=== Task requirements ===
Could you please return each line of the data that has the word "PrimaryType"?

=== Data provided ===

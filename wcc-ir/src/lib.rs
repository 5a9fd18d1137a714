//! wcc C-to-WebAssembly compiler - Intermediate Representation
//!
//! The typed, memory-addressed tree produced by the processor and consumed
//! by the WebAssembly emitter. Aggregate values never appear here: every
//! expression and store operates on one machine scalar, and composite C
//! objects have already been unpacked into flat sequences of scalars in
//! layout order.
//!
//! Memory contract: each function executes against a frame pointer. Its
//! parameters live at non-negative offsets in declaration order, its locals
//! are packed downward at negative offsets, and the return area sits
//! directly above the parameter area. A callee stores its return scalars to
//! the return area; the caller reads them back through `Address::Return`
//! immediately after the call statement.

pub mod expressions;
pub mod module;
pub mod scalar;
pub mod statements;

pub use expressions::{Address, BinaryOp, Expression, UnaryOp};
pub use module::{encode_data_segment, ExternalFunction, Function, FunctionLayout, Module, ScalarSlot};
pub use scalar::ScalarType;
pub use statements::{Callee, CallSignature, FunctionCall, Statement, SwitchArm};
//! Module repository input
//!
//! The runtime-import catalog handed to the processor: for every module a
//! source file can include, the function signatures that module exports.
//! Recognized signatures are copied into the produced IR so the emitter can
//! generate imports.

use serde::{Deserialize, Serialize};
use std::collections::HashMap;
use wcc_ast::DataType;

/// One exported function of a module
#[derive(Debug, Clone, PartialEq, Serialize, Deserialize)]
pub struct ModuleFunction {
    pub name: String,
    /// Must be function-typed
    pub data_type: DataType,
}

/// The exports of one module, in declaration order
#[derive(Debug, Clone, PartialEq, Default, Serialize, Deserialize)]
pub struct ModuleSignatures {
    pub functions: Vec<ModuleFunction>,
}

/// All modules known to the host environment
#[derive(Debug, Clone, PartialEq, Default, Serialize, Deserialize)]
pub struct ModuleRepository {
    pub modules: HashMap<String, ModuleSignatures>,
}

impl ModuleRepository {
    pub fn new() -> Self {
        Self::default()
    }

    pub fn get(&self, name: &str) -> Option<&ModuleSignatures> {
        self.modules.get(name)
    }

    /// Register one module's exports, replacing any previous entry
    pub fn insert(&mut self, name: &str, functions: Vec<ModuleFunction>) {
        self.modules
            .insert(name.to_string(), ModuleSignatures { functions });
    }
}

#[cfg(test)]
mod tests {
    use super::*;
    use wcc_ast::PrimaryType;

    #[test]
    fn test_repository_lookup() {
        let mut repository = ModuleRepository::new();
        repository.insert(
            "stdio",
            vec![ModuleFunction {
                name: "print_int".to_string(),
                data_type: DataType::Function {
                    return_type: Box::new(DataType::Void),
                    parameters: vec![DataType::primary(PrimaryType::SignedInt)],
                },
            }],
        );

        assert!(repository.get("stdio").is_some());
        assert!(repository.get("math").is_none());
        assert_eq!(repository.get("stdio").unwrap().functions.len(), 1);
    }
}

=== Expected answer ===
    use wcc_ast::PrimaryType;
                    parameters: vec![DataType::primary(PrimaryType::SignedInt)],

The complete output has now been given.